Records from a collection
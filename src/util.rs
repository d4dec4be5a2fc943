//! Small helpers shared across modules.

use std::time::{Duration, SystemTime, UNIX_EPOCH};

use percent_encoding::{utf8_percent_encode, AsciiSet, NON_ALPHANUMERIC};

/// Everything except RFC 3986 unreserved characters.
const QUERY_VALUE: &AsciiSet = &NON_ALPHANUMERIC
    .remove(b'-')
    .remove(b'.')
    .remove(b'_')
    .remove(b'~');

/// Milliseconds since the Unix epoch.
pub fn now_ms() -> u64 {
    SystemTime::now()
        .duration_since(UNIX_EPOCH)
        .unwrap_or_default()
        .as_millis() as u64
}

/// `token=<value>` query pair with the value percent-encoded.
pub fn token_query(token: &str) -> String {
    format!("token={}", utf8_percent_encode(token, QUERY_VALUE))
}

/// Duration as fractional milliseconds.
pub fn duration_ms(d: Duration) -> f64 {
    d.as_secs() as f64 * 1000.0 + f64::from(d.subsec_nanos()) / 1_000_000.0
}

/// Human-friendly "ago" string for a millisecond age.
///
/// - `< 60s` → `"12s ago"`
/// - `< 1h`  → `"5m ago"`
/// - else    → `"3h ago"`
pub fn format_age(age_ms: u64) -> String {
    let secs = age_ms / 1000;
    if secs < 60 {
        format!("{secs}s ago")
    } else if secs < 3600 {
        format!("{}m ago", secs / 60)
    } else {
        format!("{}h ago", secs / 3600)
    }
}

#[cfg(test)]
mod tests {
    use super::*;

    #[test]
    fn format_age_buckets() {
        assert_eq!(format_age(12_000), "12s ago");
        assert_eq!(format_age(5 * 60_000), "5m ago");
        assert_eq!(format_age(3 * 3_600_000), "3h ago");
    }

    #[test]
    fn token_query_encodes_reserved_characters() {
        assert_eq!(token_query("abc.DEF-1_2~"), "token=abc.DEF-1_2~");
        assert_eq!(token_query("0123456789abc#de&x+y"), "token=0123456789abc%23de%26x%2By");
        assert_eq!(token_query("a b=c/d"), "token=a%20b%3Dc%2Fd");
    }

    #[test]
    fn duration_ms_is_fractional() {
        assert!((duration_ms(Duration::from_micros(1500)) - 1.5).abs() < f64::EPSILON);
    }
}
impl DiagnosticReport {
    pub fn test(&self, name: TestName) -> Option<&TestResult> {
        self.tests.iter().find(|t| t.name == name)
    }

    pub fn render(&self, format: ReportFormat) -> Result<String, RenderError> {
        match format {
            ReportFormat::Json => Ok(serde_json::to_string_pretty(self)?),
            ReportFormat::Text => self.render_text(),
            ReportFormat::Markdown => self.render_markdown(),
        }
    }

    fn render_text(&self) -> Result<String, RenderError> {
        let mut out = String::new();
        writeln!(out, "Connection diagnostics for {}:{}", self.host, self.port)?;
        writeln!(
            out,
            "Health: {}/100 ({}), {} passed, {} failed, {} not run",
            self.health_score,
            self.status.as_str(),
            self.passed,
            self.failed,
            self.not_run
        )?;
        writeln!(out)?;
        for t in &self.tests {
            let mark = match t.status {
                TestStatus::Passed => "PASS",
                TestStatus::Failed => "FAIL",
                TestStatus::NotRun => "SKIP",
            };
            writeln!(out, "  [{mark}] {:<24} {}", t.name.label(), t.message)?;
        }
        if !self.recommendations.is_empty() {
            writeln!(out)?;
            writeln!(out, "Recommendations:")?;
            for r in &self.recommendations {
                writeln!(out, "  - {r}")?;
            }
        }
        Ok(out)
    }

    fn render_markdown(&self) -> Result<String, RenderError> {
        let mut out = String::new();
        writeln!(out, "# Connection diagnostics: `{}:{}`", self.host, self.port)?;
        writeln!(out)?;
        writeln!(
            out,
            "**Health score:** {}/100 ({})",
            self.health_score,
            self.status.as_str()
        )?;
        writeln!(out)?;
        writeln!(out, "| Test | Status | Duration | Details |")?;
        writeln!(out, "|---|---|---|---|")?;
        for t in &self.tests {
            writeln!(
                out,
                "| {} | {} | {:.0} ms | {} |",
                t.name.label(),
                t.status.as_str(),
                t.duration_ms,
                t.message.replace('|', "\\|")
            )?;
        }
        if !self.recommendations.is_empty() {
            writeln!(out)?;
            writeln!(out, "## Recommendations")?;
            writeln!(out)?;
            for r in &self.recommendations {
                writeln!(out, "- {r}")?;
            }
        }
        Ok(out)
    }
}

fn bonus(result: &TestResult) -> u32 {
    if !result.passed() {
        return 0;
    }
    match result.name {
        TestName::NameResolution | TestName::CredentialCheck => 5,
        TestName::TransportConnectivity | TestName::TunnelHandshake => 10,
        TestName::LatencySampling => {
            let fast = result
                .metric(keys::AVG_MS)
                .is_some_and(|avg| avg < FAST_LATENCY_MS);
            if fast {
                8
            } else {
                5
            }
        }
        TestName::ThroughputSampling => {
            let fast = result
                .metric(keys::KIB_PER_SEC)
                .is_some_and(|rate| rate > FAST_THROUGHPUT_KIB_S);
            if fast {
                7
            } else {
                5
            }
        }
        TestName::PayloadRoundTrip => 0,
    }
}

/// 0 to 100 health score. Only executed tests count toward the pass rate.
pub fn health_score(results: &[TestResult]) -> u8 {
    let passed = results.iter().filter(|r| r.passed()).count();
    let executed = results
        .iter()
        .filter(|r| r.status != TestStatus::NotRun)
        .count();
    let base = if executed == 0 {
        0
    } else {
        (60.0 * passed as f64 / executed as f64).round() as u32
    };
    let total = base + results.iter().map(bonus).sum::<u32>();
    total.min(100) as u8
}

pub struct DiagnosticReportGenerator;

impl DiagnosticReportGenerator {
    pub fn generate(target: &DiagnosticTarget, tests: Vec<TestResult>, duration_ms: f64) -> DiagnosticReport {
        let count = |status| tests.iter().filter(|t| t.status == status).count();
        let (passed, failed, not_run) = (
            count(TestStatus::Passed),
            count(TestStatus::Failed),
            count(TestStatus::NotRun),
        );
        let health_score = health_score(&tests);
        let recommendations = recommendations(target, &tests);
        DiagnosticReport {
            id: Uuid::new_v4(),
            generated_at: now_ms(),
            host: target.host.clone(),
            port: target.port,
            duration_ms,
            health_score,
            status: HealthStatus::from_score(health_score),
            passed,
            failed,
            not_run,
            tests,
            recommendations,
        }
    }
}
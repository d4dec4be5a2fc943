//! `GET /api/status`: everything the engine knows about the session.

use axum::extract::{Query, State};
use axum::Json;
use serde::Deserialize;
use serde_json::{json, Value};

use crate::util::{format_age, now_ms};
use crate::AppState;

const DEFAULT_EVENTS: usize = 20;

#[derive(Debug, Default, Deserialize)]
pub struct StatusQuery {
    /// Number of recent events to include (default 20).
    pub events: Option<usize>,
}

pub async fn status(State(state): State<AppState>, Query(query): Query<StatusQuery>) -> Json<Value> {
    let orchestrator = state.tunnel.orchestrator();
    let tracker = orchestrator.tracker();
    let now = now_ms();

    let recent_events: Vec<Value> = tracker
        .recent_events(query.events.unwrap_or(DEFAULT_EVENTS))
        .into_iter()
        .map(|e| {
            json!({
                "time": format_age(now.saturating_sub(e.timestamp)),
                "timestamp": e.timestamp,
                "event": e.event_type.as_str(),
                "message": e.message,
                "context": e.context,
            })
        })
        .collect();

    Json(json!({
        "connection": tracker.record(),
        "uptime_secs": tracker.uptime().as_secs(),
        "reconnect_attempts": tracker.reconnect_attempts(),
        "recovering": orchestrator.is_recovering(),
        "network_available": orchestrator.is_network_available(),
        "heartbeat": orchestrator.heartbeat().stats(),
        "quality": state.tunnel.quality().report(),
        "last_error": orchestrator.last_error(),
        "queued_requests": state.tunnel.queued(),
        "recent_events": recent_events,
    }))
}

#[cfg(test)]
mod tests {
    use super::super::test_support::{body_string, call, get, state};
    use serde_json::Value;

    #[tokio::test]
    async fn reports_record_and_newest_event_first() {
        let s = state(None);
        s.tunnel.orchestrator().connect().await.unwrap();
        let response = call(s.clone(), get("/api/status?events=5")).await;
        let body: Value = serde_json::from_str(&body_string(response).await).unwrap();

        assert_eq!(body["connection"]["state"], "connected");
        assert_eq!(body["connection"]["server_url"], "wss://bridge.example:8443/tunnel");
        assert_eq!(body["recent_events"][0]["event"], "connected");
        assert_eq!(body["queued_requests"], 0);
        assert!(body["last_error"].is_null());
        s.tunnel.orchestrator().close("test").await;
    }
}
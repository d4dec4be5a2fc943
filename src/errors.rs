//! Error taxonomy and categorization.
//!
//! Raw failures from the transport, the auth provider and the HTTP layer are
//! collected in [`TransportError`]. [`categorize`] turns one of those into a
//! [`CategorizedError`]: a category from a closed taxonomy plus the
//! user-facing message, a suggested next action and a transience flag.
//!
//! Classification is shape-first: every variant (and the inner
//! `std::io::ErrorKind`, `tungstenite::Error` or HTTP status) is matched
//! explicitly. Only shapes that carry no usable structure (`Other`, unknown
//! close codes, opaque io errors) fall back to [`FALLBACK_PATTERNS`], a
//! substring table over the lower-cased message.
//!
//! All per-kind text lives in [`ErrorKind::descriptor`], so adding a kind is a
//! one-place change.

use std::collections::BTreeMap;
use std::fmt;
use std::io;
use std::sync::Arc;
use std::time::Duration;

use serde::Serialize;
use tokio_tungstenite::tungstenite;

/// Free-form key/value context attached to a categorized error
/// (e.g. `operation = "connect"`, `url = "wss://..."`).
pub type ErrorContext = BTreeMap<String, String>;

/// Raw failure shapes produced while talking to the bridge.
#[derive(Debug, thiserror::Error)]
pub enum TransportError {
    #[error("DNS resolution failed for {host}: {message}")]
    Dns { host: String, message: String },
    #[error("connection refused: {0}")]
    ConnectionRefused(String),
    #[error("host unreachable: {0}")]
    Unreachable(String),
    #[error("{operation} timed out after {}ms", after.as_millis())]
    Timeout { operation: String, after: Duration },
    #[error("I/O error: {0}")]
    Io(#[from] io::Error),
    #[error("WebSocket error: {0}")]
    WebSocket(#[from] tungstenite::Error),
    #[error("HTTP {status}: {message}")]
    Http { status: u16, message: String },
    #[error("authentication failed: {0}")]
    Auth(#[from] AuthError),
    #[error("invalid configuration: {0}")]
    Config(String),
    #[error("tunnel handshake failed: {0}")]
    Handshake(String),
    #[error("compression negotiation failed: {0}")]
    Compression(String),
    #[error("protocol error: {0}")]
    Protocol(String),
    #[error("connection closed (code {code:?}): {reason}")]
    Closed { code: Option<u16>, reason: String },
    #[error("transport is not connected")]
    NotConnected,
    #[error("{0}")]
    Other(String),
}

/// Failures from the authentication collaborator.
#[derive(Debug, Clone, PartialEq, Eq, thiserror::Error)]
pub enum AuthError {
    #[error("token expired")]
    Expired,
    #[error("invalid credentials: {0}")]
    Invalid(String),
    #[error("no credentials configured")]
    Missing,
    #[error("token refresh failed: {0}")]
    RefreshFailed(String),
}

/// Top-level error category.
#[derive(Debug, Clone, Copy, PartialEq, Eq, Serialize)]
#[serde(rename_all = "snake_case")]
pub enum ErrorCategory {
    Network,
    Authentication,
    Configuration,
    Server,
    Protocol,
    Unknown,
}

impl ErrorCategory {
    pub fn as_str(self) -> &'static str {
        match self {
            Self::Network => "network",
            Self::Authentication => "authentication",
            Self::Configuration => "configuration",
            Self::Server => "server",
            Self::Protocol => "protocol",
            Self::Unknown => "unknown",
        }
    }
}

impl fmt::Display for ErrorCategory {
    fn fmt(&self, f: &mut fmt::Formatter<'_>) -> fmt::Result {
        f.write_str(self.as_str())
    }
}

/// Fine-grained error kind. Each kind belongs to exactly one category.
#[derive(Debug, Clone, Copy, PartialEq, Eq, Serialize)]
#[serde(rename_all = "snake_case")]
pub enum ErrorKind {
    Dns,
    ConnectionRefused,
    Unreachable,
    Timeout,
    ConnectionReset,
    TokenExpired,
    TokenInvalid,
    InvalidSettings,
    RateLimited,
    ServerUnavailable,
    QueueFull,
    Handshake,
    Compression,
    ProtocolViolation,
    Unknown,
}

/// Static description of an error kind.
struct Descriptor {
    category: ErrorCategory,
    code: &'static str,
    user_message: &'static str,
    suggestion: &'static str,
    transient: bool,
    doc: &'static str,
}

impl ErrorKind {
    fn descriptor(self) -> Descriptor {
        use ErrorCategory as C;
        let (category, code, user_message, suggestion, transient, doc) = match self {
            Self::Dns => (
                C::Network,
                "NET_DNS",
                "The bridge server's hostname could not be resolved.",
                "Check your DNS settings and that the server URL is spelled correctly.",
                true,
                "network#dns",
            ),
            Self::ConnectionRefused => (
                C::Network,
                "NET_REFUSED",
                "The bridge server refused the connection.",
                "Verify the server is running and the port is correct.",
                true,
                "network#refused",
            ),
            Self::Unreachable => (
                C::Network,
                "NET_UNREACHABLE",
                "The bridge server is unreachable from this network.",
                "Check your internet connection, VPN and firewall rules.",
                true,
                "network#unreachable",
            ),
            Self::Timeout => (
                C::Network,
                "NET_TIMEOUT",
                "The connection to the bridge server timed out.",
                "The network may be slow or congested; the agent will retry automatically.",
                true,
                "network#timeout",
            ),
            Self::ConnectionReset => (
                C::Network,
                "NET_RESET",
                "The connection to the bridge server was interrupted.",
                "The agent will reconnect automatically.",
                true,
                "network#reset",
            ),
            Self::TokenExpired => (
                C::Authentication,
                "AUTH_EXPIRED",
                "Your session token has expired.",
                "A new token is being requested; sign in again if this persists.",
                false,
                "authentication#expired",
            ),
            Self::TokenInvalid => (
                C::Authentication,
                "AUTH_INVALID",
                "The bridge server rejected your credentials.",
                "Sign in again or replace the configured token.",
                false,
                "authentication#invalid",
            ),
            Self::InvalidSettings => (
                C::Configuration,
                "CONFIG_INVALID",
                "The tunnel settings are invalid.",
                "Fix the server URL or port in the configuration and restart.",
                false,
                "configuration",
            ),
            Self::RateLimited => (
                C::Server,
                "SERVER_RATE_LIMITED",
                "The bridge server is rate limiting this agent.",
                "Wait a minute; the agent will retry after a cooldown.",
                true,
                "server#rate-limited",
            ),
            Self::ServerUnavailable => (
                C::Server,
                "SERVER_UNAVAILABLE",
                "The bridge server is temporarily unavailable.",
                "The agent will retry with backoff; check the server status page if this persists.",
                true,
                "server#unavailable",
            ),
            Self::QueueFull => (
                C::Server,
                "SERVER_QUEUE_FULL",
                "The bridge server's request queue is full.",
                "The agent will retry shortly.",
                true,
                "server#queue-full",
            ),
            Self::Handshake => (
                C::Protocol,
                "PROTO_HANDSHAKE",
                "The tunnel handshake with the bridge server failed.",
                "Make sure the agent and server versions are compatible.",
                true,
                "protocol#handshake",
            ),
            Self::Compression => (
                C::Protocol,
                "PROTO_COMPRESSION",
                "Compression could not be negotiated with the bridge server.",
                "The agent will reconnect with a fresh session.",
                true,
                "protocol#compression",
            ),
            Self::ProtocolViolation => (
                C::Protocol,
                "PROTO_TRANSPORT",
                "The bridge server sent data the agent could not understand.",
                "The agent will reconnect with a fresh session.",
                true,
                "protocol#transport",
            ),
            Self::Unknown => (
                C::Unknown,
                "UNKNOWN",
                "An unexpected connection error occurred.",
                "The agent will try to reconnect; report this if it keeps happening.",
                true,
                "unknown",
            ),
        };
        Descriptor {
            category,
            code,
            user_message,
            suggestion,
            transient,
            doc,
        }
    }

    pub fn category(self) -> ErrorCategory {
        self.descriptor().category
    }
}

/// Substring fallback, checked in order against the lower-cased message.
/// More specific patterns come first.
const FALLBACK_PATTERNS: &[(&str, ErrorKind)] = &[
    ("token expired", ErrorKind::TokenExpired),
    ("jwt expired", ErrorKind::TokenExpired),
    ("expired token", ErrorKind::TokenExpired),
    ("enotfound", ErrorKind::Dns),
    ("getaddrinfo", ErrorKind::Dns),
    ("name resolution", ErrorKind::Dns),
    ("dns", ErrorKind::Dns),
    ("econnrefused", ErrorKind::ConnectionRefused),
    ("connection refused", ErrorKind::ConnectionRefused),
    ("unreachable", ErrorKind::Unreachable),
    ("ehostunreach", ErrorKind::Unreachable),
    ("econnreset", ErrorKind::ConnectionReset),
    ("connection reset", ErrorKind::ConnectionReset),
    ("broken pipe", ErrorKind::ConnectionReset),
    ("timed out", ErrorKind::Timeout),
    ("timeout", ErrorKind::Timeout),
    ("unauthorized", ErrorKind::TokenInvalid),
    ("forbidden", ErrorKind::TokenInvalid),
    ("invalid token", ErrorKind::TokenInvalid),
    ("invalid credentials", ErrorKind::TokenInvalid),
    ("rate limit", ErrorKind::RateLimited),
    ("too many requests", ErrorKind::RateLimited),
    ("queue full", ErrorKind::QueueFull),
    ("queue is full", ErrorKind::QueueFull),
    ("service unavailable", ErrorKind::ServerUnavailable),
    ("server unavailable", ErrorKind::ServerUnavailable),
    ("bad gateway", ErrorKind::ServerUnavailable),
    ("handshake", ErrorKind::Handshake),
    ("compression", ErrorKind::Compression),
    ("deflate", ErrorKind::Compression),
    ("protocol", ErrorKind::ProtocolViolation),
    ("invalid url", ErrorKind::InvalidSettings),
    ("malformed", ErrorKind::InvalidSettings),
    ("configuration", ErrorKind::InvalidSettings),
];
//! Status API route handlers.
//!
//! | Method | Path               | Auth | Description                               |
//! |--------|--------------------|------|-------------------------------------------|
//! | GET    | `/api/health`      | No   | Liveness probe                            |
//! | GET    | `/api/status`      | Yes  | Session record, events, heartbeat, quality |
//! | GET    | `/api/metrics`     | Yes  | Metrics export (`?format=&window_secs=`)  |
//! | POST   | `/api/diagnostics` | Yes  | Run the diagnostic suite against the bridge |
//!
//! "Yes" applies only when `[server] api_key` is set.

pub mod diagnostics;
pub mod health;
pub mod metrics;
pub mod status;

use axum::{
    http::StatusCode,
    middleware,
    response::{IntoResponse, Response},
    routing::{get, post},
    Extension, Json, Router,
};
use serde_json::json;
use tower::limit::ConcurrencyLimitLayer;
use tower_http::trace::TraceLayer;

use crate::auth::{self, ApiKey};
use crate::AppState;

/// Build the full status API.
pub fn router(state: AppState) -> Router {
    let public = Router::new().route("/api/health", get(health::health));

    let mut authed = Router::new()
        .route("/api/status", get(status::status))
        .route("/api/metrics", get(metrics::metrics))
        .route(
            "/api/diagnostics",
            post(diagnostics::run).layer(ConcurrencyLimitLayer::new(1)),
        );
    if let Some(key) = state.config.server.api_key.clone() {
        authed = authed
            .layer(middleware::from_fn(auth::require_api_key))
            .layer(Extension(ApiKey(key)));
    }

    Router::new()
        .merge(public)
        .merge(authed)
        .layer(TraceLayer::new_for_http())
        .with_state(state)
}

pub(crate) fn error_response(status: StatusCode, message: impl std::fmt::Display) -> Response {
    (status, Json(json!({ "error": message.to_string() }))).into_response()
}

■ TRY IT
The answer consists of the lines above that include the word "public", each copied exactly.

■ REPLY
    let public = Router::new().route("/api/health", get(health::health));
        .merge(public)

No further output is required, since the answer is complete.